Chez lui son père est parti. Il a abandonné. Je n’en peux plus leur dit-il, avant de s’en aller. Fatigué de les avoir mis au monde, et de devoir se lever tôt, travailler, rentrer avec un peu de nourriture qui ne suffit plus.
Alors lui est ses frères ont commencé à travailler à l’âge de six ans. Ils ont commencé à vendre des petits sacs en plastique dans les marchés du bidonville où ils habitent. Quelques dinars dans les poches, ils attendaient la nuit tombée. Ils ramassent les légumes tombés des chariots, ils ramassent tout ce qu’ils trouvent. Puis la nuit tombée parfois il sont éloignés de chez eux, et les transports manquent. Alors ils marchent en petits groupes d’enfants joyeux et rieurs. Et le danger de la nuit advient, parfois, souvent. Ils se font agresser, voler leur maigre recette de la journée. Ils se font violer, ils se font séquestrer même.
Lui a six ans il s’est fait séquestré par un vieux pervers. Ses amis sont allés prévenir ses parents. Son père n’est plus là, son père est fatigué alors il est parti, loin pas très loin. Il est parti se reposer de ses enfants qu’il a mis au monde. Alors on le dit à la mère, la pauvre mère qui ne sait pas quoi faire dans la nuit. Elle ne peut sortir et laisser ses enfants tous petits qui dorment dans la pièce unique. Elle ne peut sortir car elle a peur de la nuit. Mais elle pense à ce fils de six ans, parti travailler en ce jour de vendredi car il n’a pas école. Ce fils parti travailler à la place du père fatigué.
Elle sort dans la rue avec une grande couverture sur la tête, il fait froid et la couverture est un moyen de défense, se protéger des coups de couteaux disent-ils.
Elle frappe chez ses voisins, dans le bidonville, les voisins sont solidaires. Elle pleure et leur dit que son fils de six ans est séquestré. Ils attendent le matin. Ils vont à la brigade, ainsi disent-ils, pour toutes les forces de l’ordre, la brigade.
Leur plainte est enregistrée. Mais le temps presse, et la mère armée de courage et d’instinct empoigne ses autres enfants et avec quelques voisins va libérer son petit…
L’école encore, les bancs de l’école. La maîtresse n’a pas le temps pour ces histoires, elle n’a pas le temps d’écouter les problèmes des autres. Elle a les siens, nombreux indissolubles. Alors elle fait semblant de ne rien voir.
Les jeunes garçons continuent leur petite vie. L’école au fond de la classe pour dormir au chaud, le petit goûter de la cantine scolaire. Et la cour de récréation pour faire leurs petites affaires.
La rue arrive à la sortie d’école. Lui, sa mère n’est jamais à la maison, elle fait des ménages et ne rentre que la nuit. Ses sœurs plus ou moins plus grandes que lui ont quitté l’école, elles font les ménages aussi, d’abord avec la mère, puis toutes seules.

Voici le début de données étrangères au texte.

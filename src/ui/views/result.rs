use crate::TestApp;
use crate::model::AppState;
use egui::{Button, CentralPanel, Color32, Context, Grid, RichText, ScrollArea};

pub fn ui_result(app: &mut TestApp, ctx: &Context) {
    // Sin tarjeta no hay nada que pintar: vuelta a la bienvenida
    let Some(card) = app.result.clone() else {
        app.state = AppState::Welcome;
        return;
    };

    CentralPanel::default().show(ctx, |ui| {
        let max_width = 600.0;
        let panel_width = (ui.available_width() * 0.97).min(max_width);
        let button_width = panel_width / 3.0;
        let button_height = 36.0;
        let total_height = 700.0;
        let extra_space = (ui.available_height() - total_height).max(0.0) / 2.0;

        ui.add_space(extra_space);

        ui.vertical_centered(|ui| {
            egui::Frame::default()
                .fill(ui.visuals().window_fill())
                .inner_margin(egui::Margin::symmetric(16, 30))
                .show(ui, |ui| {
                    ui.set_width(panel_width / 1.2);

                    let (verdict_color, verdict_icon, verdict_text) = if card.is_pass() {
                        (
                            Color32::from_rgb(0x19, 0x87, 0x54),
                            "✔",
                            "¡Enhorabuena, has aprobado! 🎉",
                        )
                    } else {
                        (
                            Color32::from_rgb(0xdc, 0x35, 0x45),
                            "✖",
                            "¡Mucha suerte la próxima vez!",
                        )
                    };

                    ui.label(RichText::new(verdict_icon).size(40.0).color(verdict_color));
                    ui.add_space(6.0);
                    ui.heading("Tarjeta de resultados");
                    ui.add_space(6.0);
                    ui.label(format!("Nombre: {}", card.username));
                    ui.label(format!("Categoría: {}", card.category.label()));
                    ui.label(format!(
                        "Fecha: {}",
                        card.timestamp.format("%Y-%m-%d %H:%M:%S")
                    ));
                    ui.add_space(3.0);
                    ui.label(
                        RichText::new(format!(
                            "Puntuación: {} / {}  ({:.1}%)",
                            card.score,
                            card.total,
                            card.percentage()
                        ))
                        .color(verdict_color)
                        .strong(),
                    );
                    ui.add_space(8.0);
                    ui.label(RichText::new(verdict_text).color(verdict_color).strong());
                    ui.add_space(10.0);

                    let max_height = 320.0;
                    ScrollArea::vertical()
                        .max_height(max_height)
                        .max_width(panel_width)
                        .show(ui, |ui| {
                            Grid::new("result_rows_grid")
                                .striped(true)
                                .spacing([8.0, 4.0])
                                .show(ui, |ui| {
                                    ui.label("Pregunta");
                                    ui.label("Tu respuesta");
                                    ui.label("Correcta");
                                    ui.label("Estado");
                                    ui.end_row();

                                    for row in app.result_rows() {
                                        ui.label(format!("Q{}. {}", row.number, row.prompt));
                                        ui.label(if row.selected.is_empty() {
                                            "(sin responder)".to_owned()
                                        } else {
                                            row.selected.clone()
                                        });
                                        ui.label(&row.correct);
                                        ui.label(if row.is_correct {
                                            "✅ Acierto"
                                        } else {
                                            "❌ Fallo"
                                        });
                                        ui.end_row();
                                    }
                                });
                        });

                    ui.add_space(10.0);

                    // Aviso de guardado (o del fallo al guardar)
                    if let Some(path) = &app.saved_to {
                        ui.label(
                            RichText::new(format!("Resultado guardado en '{}'", path.display()))
                                .small(),
                        );
                    } else if !app.message.is_empty() {
                        ui.label(
                            RichText::new(&app.message)
                                .color(Color32::YELLOW)
                                .strong(),
                        );
                    }

                    ui.add_space(10.0);
                    if ui
                        .add_sized([button_width, button_height], Button::new("🔄 Reiniciar"))
                        .clicked()
                    {
                        app.reiniciar();
                    }
                });
        });
    });
}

Alors il dépose son cartable et son tablier dans une petite cachette et s’invente une vie.
La rue est pleine de belles choses. Il suit ses copains plus âgés et ensemble ils décident d’aller toujours un peu plus loin dans la ville. Ils gardent des voitures, vendent des sachets, aident les commerçants à porter des cartons, sortent des poubelles, les fouillent et récupèrent des bouteilles en plastique qu’ils revendent. Parfois ils trouvent quelques objets en bon état. La rue regorge d’argent pour leurs yeux d’enfants.
Il achètent des friandises, puis de temps en temps ramènent la nourriture qui leur reste à la maison.
Lui sa mère l’oublie presque. Elle a d’autres enfants plus jeunes que lui. Elle a d’autres enfants plus âgés que lui. Qui ont quitté l’école, qui errent dans les rues.
Sa mère est souvent à la brigade. Les voisins s’en foutent. Tout le monde s’en fout.
La colle cela fait du bien. Puis des cachets ils appellent cela. Et puis il en prend et il en revend, cela rapporte de l’argent et il est mineur il n’ira pas en prison.
Et un jour on lui donne un couteau, et on l’envoie à la pharmacie, tiens va acheter et si elle te dit non, montre-lui le couteau. Il le fait.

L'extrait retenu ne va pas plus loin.